*** Provided records ***

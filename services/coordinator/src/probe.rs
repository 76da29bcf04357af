use std::time::Duration;

use tracing::debug;

use crate::provider_lmstudio::LmStudioClient;
use crate::single_flight::SingleFlight;
use crate::state::SharedState;

/// Classifies whether the server exposes native load state at all.
///
/// Any failure to get a listing with `state`/`loaded` fields (404, other
/// statuses, transport errors, undecodable bodies, a bare OpenAI listing)
/// counts as "unavailable" until the TTL lapses.
#[derive(Clone)]
pub struct CapabilityProbe {
    client: LmStudioClient,
    state: SharedState,
    flight: SingleFlight<(), bool>,
}

impl CapabilityProbe {
    pub fn new(client: LmStudioClient, state: SharedState) -> Self {
        Self {
            client,
            state,
            flight: SingleFlight::new(),
        }
    }

    pub async fn probe(&self, force: bool, ttl: Duration) -> bool {
        if !force {
            if let Some(cached) = self.state.fresh_native_api(ttl) {
                return cached;
            }
        }
        let this = self.clone();
        self.flight.run((), move || async move { this.classify().await }).await
    }

    async fn classify(&self) -> bool {
        let available = match self.client.native_listing().await {
            Ok(_) => true,
            Err(e) => {
                debug!("probe: native model API unavailable: {e}");
                false
            }
        };
        self.state.set_native_api(available);
        available
    }
}
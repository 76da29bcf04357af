//! Streaming chat completions over the OpenAI-compatible event protocol.

use bytes::Bytes;
use futures::StreamExt;
use serde::{Deserialize, Serialize};
use serde_json::{json, Value};
use tokio_util::sync::CancellationToken;
use tracing::{debug, trace};

use crate::error::{CoordError, Result};
use crate::provider_lmstudio::LmStudioClient;

const DATA_PREFIX: &str = "data:";
const DONE_SENTINEL: &str = "[DONE]";

#[derive(Clone, Debug, PartialEq, Serialize, Deserialize)]
pub struct ChatMessage {
    pub role: String,
    pub content: String,
}

impl ChatMessage {
    pub fn system(content: impl Into<String>) -> Self {
        Self { role: "system".into(), content: content.into() }
    }

    pub fn user(content: impl Into<String>) -> Self {
        Self { role: "user".into(), content: content.into() }
    }

    pub fn assistant(content: impl Into<String>) -> Self {
        Self { role: "assistant".into(), content: content.into() }
    }
}

#[derive(Clone, Debug, Default)]
pub struct ChatRequest {
    pub model: String,
    pub messages: Vec<ChatMessage>,
    pub temperature: Option<f32>,
    pub max_tokens: Option<u32>,
    /// `low` / `medium` / `high`; sent as `reasoning: {effort}`.
    pub reasoning_effort: Option<String>,
    /// Ask for per-token log probabilities with this many alternatives.
    pub top_logprobs: Option<u8>,
}

impl ChatRequest {
    pub fn new(model: impl Into<String>, messages: Vec<ChatMessage>) -> Self {
        Self {
            model: model.into(),
            messages,
            ..Default::default()
        }
    }

    pub fn body(&self, stream: bool) -> Value {
        let mut body = json!({
            "model": self.model,
            "messages": self.messages,
            "stream": stream,
        });
        if let Some(t) = self.temperature {
            body["temperature"] = json!(t);
        }
        if let Some(n) = self.max_tokens {
            body["max_tokens"] = json!(n);
        }
        if let Some(effort) = self.reasoning_effort.as_deref().filter(|e| !e.is_empty()) {
            body["reasoning"] = json!({ "effort": effort });
        }
        if let Some(n) = self.top_logprobs {
            body["logprobs"] = json!(true);
            body["top_logprobs"] = json!(n);
        }
        body
    }
}

/// What one stream chunk contributed. Either text may be empty.
#[derive(Clone, Copy, Debug)]
pub struct StreamDelta<'a> {
    pub content: &'a str,
    pub reasoning: &'a str,
    /// The raw `choices[0]` object (`Null` when the chunk had none).
    pub choice: &'a Value,
}

/// Receiver of stream deltas. Higher-ranked over the chunk lifetime so it
/// can be forwarded through `async_trait` methods.
pub type DeltaSink<'s> = dyn for<'d> FnMut(StreamDelta<'d>) + Send + 's;

/// Splits a byte stream into complete lines. A trailing partial line stays
/// buffered until its newline arrives, so multi-byte characters split
/// across reads are decoded whole.
#[derive(Debug, Default)]
pub struct LineDecoder {
    pending: Vec<u8>,
}

impl LineDecoder {
    pub fn new() -> Self {
        Self::default()
    }

    pub fn push(&mut self, chunk: &[u8]) -> Vec<String> {
        self.pending.extend_from_slice(chunk);
        let mut lines = Vec::new();
        let mut start = 0;
        while let Some(pos) = self.pending[start..].iter().position(|b| *b == b'\n') {
            let end = start + pos;
            lines.push(decode_line(&self.pending[start..end]));
            start = end + 1;
        }
        self.pending.drain(..start);
        lines
    }

    /// Whatever is left once the body has ended.
    pub fn finish(&mut self) -> Option<String> {
        if self.pending.is_empty() {
            return None;
        }
        let rest = std::mem::take(&mut self.pending);
        Some(decode_line(&rest))
    }
}

fn decode_line(raw: &[u8]) -> String {
    let raw = raw.strip_suffix(b"\r").unwrap_or(raw);
    String::from_utf8_lossy(raw).into_owned()
}

/// One decoded event line.
#[derive(Debug, PartialEq)]
pub enum Frame {
    Chunk(Value),
    Done,
}

/// `Ok(None)` for lines that carry no event (blank, comments, other
/// fields). Unparseable payloads are `MalformedFrame`.
pub fn parse_frame(line: &str) -> Result<Option<Frame>> {
    let Some(payload) = line.strip_prefix(DATA_PREFIX) else {
        return Ok(None);
    };
    let payload = payload.trim();
    if payload == DONE_SENTINEL {
        return Ok(Some(Frame::Done));
    }
    serde_json::from_str(payload)
        .map(|v| Some(Frame::Chunk(v)))
        .map_err(|e| CoordError::MalformedFrame(format!("{e}: {payload}")))
}

fn emit(chunk: &Value, on_delta: &mut DeltaSink<'_>) {
    let choice = &chunk["choices"][0];
    let delta = &choice["delta"];
    let reasoning = delta["reasoning"]
        .as_str()
        .or_else(|| delta["reasoning_content"].as_str())
        .unwrap_or("");
    on_delta(StreamDelta {
        content: delta["content"].as_str().unwrap_or(""),
        reasoning,
        choice,
    });
}

fn handle_line(line: &str, on_delta: &mut DeltaSink<'_>) {
    match parse_frame(line) {
        Ok(Some(Frame::Chunk(chunk))) => emit(&chunk, on_delta),
        Ok(Some(Frame::Done)) | Ok(None) => {}
        Err(e) => trace!("stream: skipping {e}"),
    }
}

/// Streaming completion engine bound to one server.
#[derive(Clone, Debug)]
pub struct StreamingEngine {
    client: LmStudioClient,
}

impl StreamingEngine {
    pub fn new(client: LmStudioClient) -> Self {
        Self { client }
    }

    /// Stream one completion, reporting every chunk to `on_delta`.
    ///
    /// Cancelling `cancel` drops the request and yields
    /// `CoordError::Cancelled`.
    pub async fn stream(
        &self,
        request: &ChatRequest,
        cancel: &CancellationToken,
        on_delta: &mut DeltaSink<'_>,
    ) -> Result<()> {
        let body = request.body(true);
        let response = tokio::select! {
            biased;
            _ = cancel.cancelled() => return Err(CoordError::Cancelled),
            r = self.client.chat_completions(&body) => r?,
        };
        debug!(model=%request.model, "stream: opened");

        let mut bytes = response.bytes_stream();
        let mut decoder = LineDecoder::new();
        loop {
            let next: Option<reqwest::Result<Bytes>> = tokio::select! {
                biased;
                _ = cancel.cancelled() => return Err(CoordError::Cancelled),
                n = bytes.next() => n,
            };
            match next {
                Some(Ok(chunk)) => {
                    for line in decoder.push(&chunk) {
                        handle_line(&line, on_delta);
                    }
                }
                Some(Err(e)) => return Err(e.into()),
                None => break,
            }
        }
        if let Some(line) = decoder.finish() {
            handle_line(&line, on_delta);
        }
        debug!(model=%request.model, "stream: finished");
        Ok(())
    }

    /// Same request with streaming off; the full reply in one response.
    pub async fn complete_once(&self, request: &ChatRequest) -> Result<String> {
        let resp = self.client.chat_completions(&request.body(false)).await?;
        let data: Value = serde_json::from_slice(&resp.bytes().await?)?;
        Ok(data["choices"][0]["message"]["content"]
            .as_str()
            .unwrap_or("")
            .to_string())
    }
}
//! Load/unload orchestration.
//!
//! Reconciles "use model X now" with what the server reports. Every public
//! operation degrades to a boolean; network trouble never escapes.
//!
//! Per model key the flow is
//! `Idle -> Checking -> (AlreadyLoaded | Waiting | Requesting -> Waiting) -> Ready | Failed`.
//! At most one load per key is in flight; a second caller attaches to it.

use std::sync::Arc;
use std::time::Duration;

use modelops::{derive_key, keep_order, normalize_id, ModelId, ModelKey, ModelStateInfo};
use tokio::time::{sleep, Instant};
use tracing::{debug, info, warn};

use crate::config::{AppConfig, Timings};
use crate::error::{CoordError, Result};
use crate::probe::CapabilityProbe;
use crate::provider_lmstudio::LmStudioClient;
use crate::single_flight::SingleFlight;
use crate::state::{LoadPhase, RuntimeState, SharedState};
use crate::state_cache::{Refresh, StateCache};

/// Coordinator context. Cheap to clone; clones share all state.
#[derive(Clone)]
pub struct ModelRuntime {
    cfg: Arc<AppConfig>,
    client: LmStudioClient,
    state: SharedState,
    cache: StateCache,
    probe: CapabilityProbe,
    loads: SingleFlight<ModelKey, bool>,
}

impl ModelRuntime {
    pub fn new(cfg: AppConfig) -> Self {
        let client = LmStudioClient::new(&cfg);
        let state = RuntimeState::new();
        Self {
            cache: StateCache::new(client.clone(), state.clone()),
            probe: CapabilityProbe::new(client.clone(), state.clone()),
            loads: SingleFlight::new(),
            cfg: Arc::new(cfg),
            client,
            state,
        }
    }

    pub fn config(&self) -> &AppConfig {
        &self.cfg
    }

    pub fn timings(&self) -> &Timings {
        &self.cfg.timings
    }

    pub fn client(&self) -> &LmStudioClient {
        &self.client
    }

    pub fn state(&self) -> &SharedState {
        &self.state
    }

    pub fn cache(&self) -> &StateCache {
        &self.cache
    }

    /// Capability probe with the configured TTL.
    pub async fn native_api_available(&self) -> bool {
        self.probe.probe(false, self.timings().probe_ttl).await
    }

    pub fn load_phase(&self, model: &str) -> LoadPhase {
        self.state.phase(&derive_key(model))
    }

    /// True while a load request for the model's family is outstanding.
    pub fn is_loading(&self, model: &str) -> bool {
        self.loads.is_running(&derive_key(model)) || self.state.is_loading(&normalize_id(model))
    }

    pub async fn is_loaded(&self, model: &str) -> bool {
        self.cache
            .is_loaded(model, Refresh::within(self.timings().state_min_interval))
            .await
    }

    /// Make `model` usable before a completion is sent.
    pub async fn ensure_ready(&self, model: &str) -> bool {
        let model = normalize_id(model);
        if model.is_empty() {
            return false;
        }
        if self.state.is_resident(&model) {
            return true;
        }
        if let Some(pending) = self.loads.in_flight(&derive_key(&model)) {
            if pending.await {
                return true;
            }
        }
        if !self.native_api_available().await {
            return true;
        }
        if self.is_loaded(&model).await {
            return true;
        }
        if self.load(&model, true).await {
            return true;
        }
        // The load may have raced with one started elsewhere.
        self.is_loaded(&model).await
    }

    /// Load `model`, deduplicated per model key. Without `force`, an active
    /// cooldown on the key turns the call into a no-op returning false.
    pub async fn load(&self, model: &str, force: bool) -> bool {
        let model = normalize_id(model);
        if model.is_empty() {
            return false;
        }
        if !self.native_api_available().await {
            return true;
        }
        if self.state.is_resident(&model) {
            return true;
        }
        let key = derive_key(&model);
        let this = self.clone();
        self.loads.run(key, move || this.load_task(model, force)).await
    }

    async fn load_task(self, model: ModelId, force: bool) -> bool {
        let key = derive_key(&model);
        let t = self.cfg.timings.clone();
        self.state.set_phase(&key, LoadPhase::Checking);

        let snap = self.cache.refresh(Refresh::forced()).await;
        if self.state.native_unavailable() {
            self.state.set_phase(&key, LoadPhase::Ready);
            return true;
        }

        if snap.family_matches(&model, ModelStateInfo::is_loaded) {
            debug!(model=%model, "load: already loaded");
            self.state.set_phase(&key, LoadPhase::AlreadyLoaded);
            self.state.mark_resident(&model);
            self.reconcile_duplicates(&key).await;
            self.state.set_phase(&key, LoadPhase::Ready);
            return true;
        }

        if snap.family_matches(&model, ModelStateInfo::is_loading) {
            info!(model=%model, "load: already loading on server, waiting");
            self.state.set_phase(&key, LoadPhase::Waiting);
            let ready = self.wait_for_loaded(&model, t.loading_wait, t.poll_interval).await;
            if ready {
                self.state.mark_resident(&model);
                self.reconcile_duplicates(&key).await;
            }
            self.settle(&key, ready);
            return ready;
        }

        if !force && self.state.cooldown_active(&key) {
            debug!(model=%model, "load: cooldown active, skipping");
            self.state.set_phase(&key, LoadPhase::Idle);
            return false;
        }

        self.state.mark_loading(&model);
        self.state.set_cooldown(&key, t.load_cooldown);
        self.state.set_phase(&key, LoadPhase::Requesting);
        info!(model=%model, "load: requesting");

        let ready = match self.request_load(&model, &t).await {
            Ok(()) => {
                self.state.mark_resident(&model);
                self.reconcile_duplicates(&key).await;
                true
            }
            Err(e) => {
                // 400/409/423 usually mean the server is mid-transition.
                let recover = match e.status() {
                    Some(400 | 409 | 423) => t.recover_transition_wait,
                    _ => t.recover_short_wait,
                };
                warn!(model=%model, "load: {e}; polling {recover:?} for recovery");
                if self.wait_for_loaded(&model, recover, t.poll_interval).await {
                    self.state.mark_resident(&model);
                    true
                } else {
                    self.state.clear_cooldown(&key);
                    self.state.clear_resident(&model);
                    false
                }
            }
        };

        self.state.clear_loading(&model);
        self.settle(&key, ready);
        ready
    }

    async fn request_load(&self, model: &str, t: &Timings) -> Result<()> {
        self.client.load_model(model).await?;
        self.state.set_phase(&derive_key(model), LoadPhase::Waiting);
        if self.wait_for_loaded(model, t.ready_wait, t.poll_interval).await {
            Ok(())
        } else {
            Err(CoordError::LoadTimeout(t.ready_wait))
        }
    }

    fn settle(&self, key: &str, ready: bool) {
        if ready {
            info!(key=%key, "load: ready");
            self.state.set_phase(key, LoadPhase::Ready);
        } else {
            warn!(key=%key, "load: failed");
            self.state.set_phase(key, LoadPhase::Failed);
        }
    }

    /// Poll until the model is observed loaded or `timeout` lapses, then
    /// make one last authoritative check.
    pub async fn wait_for_loaded(&self, model: &str, timeout: Duration, interval: Duration) -> bool {
        let model = normalize_id(model);
        if model.is_empty() {
            return false;
        }
        let deadline = Instant::now() + timeout;
        while Instant::now() < deadline {
            if self.state.native_unavailable() {
                return true;
            }
            if self.cache.is_loaded(&model, Refresh::forced()).await {
                return true;
            }
            sleep(interval).await;
        }
        self.cache.is_loaded(&model, Refresh::forced()).await
    }

    /// Keep exactly one loaded instance of a family: the bare key if it is
    /// loaded, else the lexicographically first id.
    pub async fn reconcile_duplicates(&self, key: &str) {
        let key = key.trim();
        if key.is_empty() || !self.native_api_available().await {
            return;
        }
        let snap = self.cache.refresh(Refresh::forced()).await;
        let mut ids = snap.loaded_in_family(key);
        if ids.len() <= 1 {
            return;
        }
        keep_order(key, &mut ids);
        let keep = ids.remove(0);
        info!(key=%key, keep=%keep, extra=ids.len(), "load: unloading duplicate instances");

        for id in &ids {
            if self.unload_instance(id).await {
                self.state.forget_instance(id);
            }
        }
        self.cache.refresh(Refresh::forced()).await;
        self.state.set_cooldown(key, self.timings().settle_cooldown);
        self.state.mark_resident(&keep);
    }

    /// True only when the server acknowledged the unload.
    pub async fn unload_instance(&self, id: &str) -> bool {
        let id = normalize_id(id);
        if id.is_empty() || !self.native_api_available().await {
            return false;
        }
        match self.client.unload_model(&id).await {
            Ok(()) => {
                info!(model=%id, "unload: done");
                true
            }
            Err(e) => {
                warn!(model=%id, "unload: {e}");
                false
            }
        }
    }

    /// Auto-unload policy on selection change. Does nothing unless enabled,
    /// when `prev` and `next` share a family, or when `prev`'s family is in
    /// `keep`. Returns how many instances the server unloaded.
    pub async fn maybe_unload_previous(&self, prev: &str, next: &str, keep: &[&str]) -> usize {
        let prev = normalize_id(prev);
        let prev_key = derive_key(&prev);
        if !self.cfg.auto_unload || prev.is_empty() || prev_key == derive_key(next) {
            return 0;
        }
        if keep.iter().any(|m| derive_key(m) == prev_key) {
            return 0;
        }
        if !self.native_api_available().await {
            return 0;
        }

        let min_interval = self.timings().state_min_interval;
        let snap = self.cache.refresh(Refresh::within(min_interval)).await;
        let targets = snap.loaded_in_family(&prev_key);
        if targets.is_empty() {
            return 0;
        }

        let mut unloaded = 0;
        for id in &targets {
            if self.unload_instance(id).await {
                self.state.forget_instance(id);
                unloaded += 1;
            }
        }
        self.cache.refresh(Refresh::within(min_interval)).await;
        self.state.forget_family(&prev_key);
        unloaded
    }

    /// Selection change: release the previous family, then load the next.
    pub async fn switch_model(&self, prev: &str, next: &str, keep: &[&str]) -> bool {
        self.maybe_unload_previous(prev, next, keep).await;
        self.load(next, false).await
    }
}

***

Check each line of the listing above. Copy the ones with the word "SharedState".

use crate::state::SharedState;
    state: SharedState,
    pub fn new(client: LmStudioClient, state: SharedState) -> Self {
use crate::state::{LoadPhase, RuntimeState, SharedState};
    state: SharedState,
    pub fn state(&self) -> &SharedState {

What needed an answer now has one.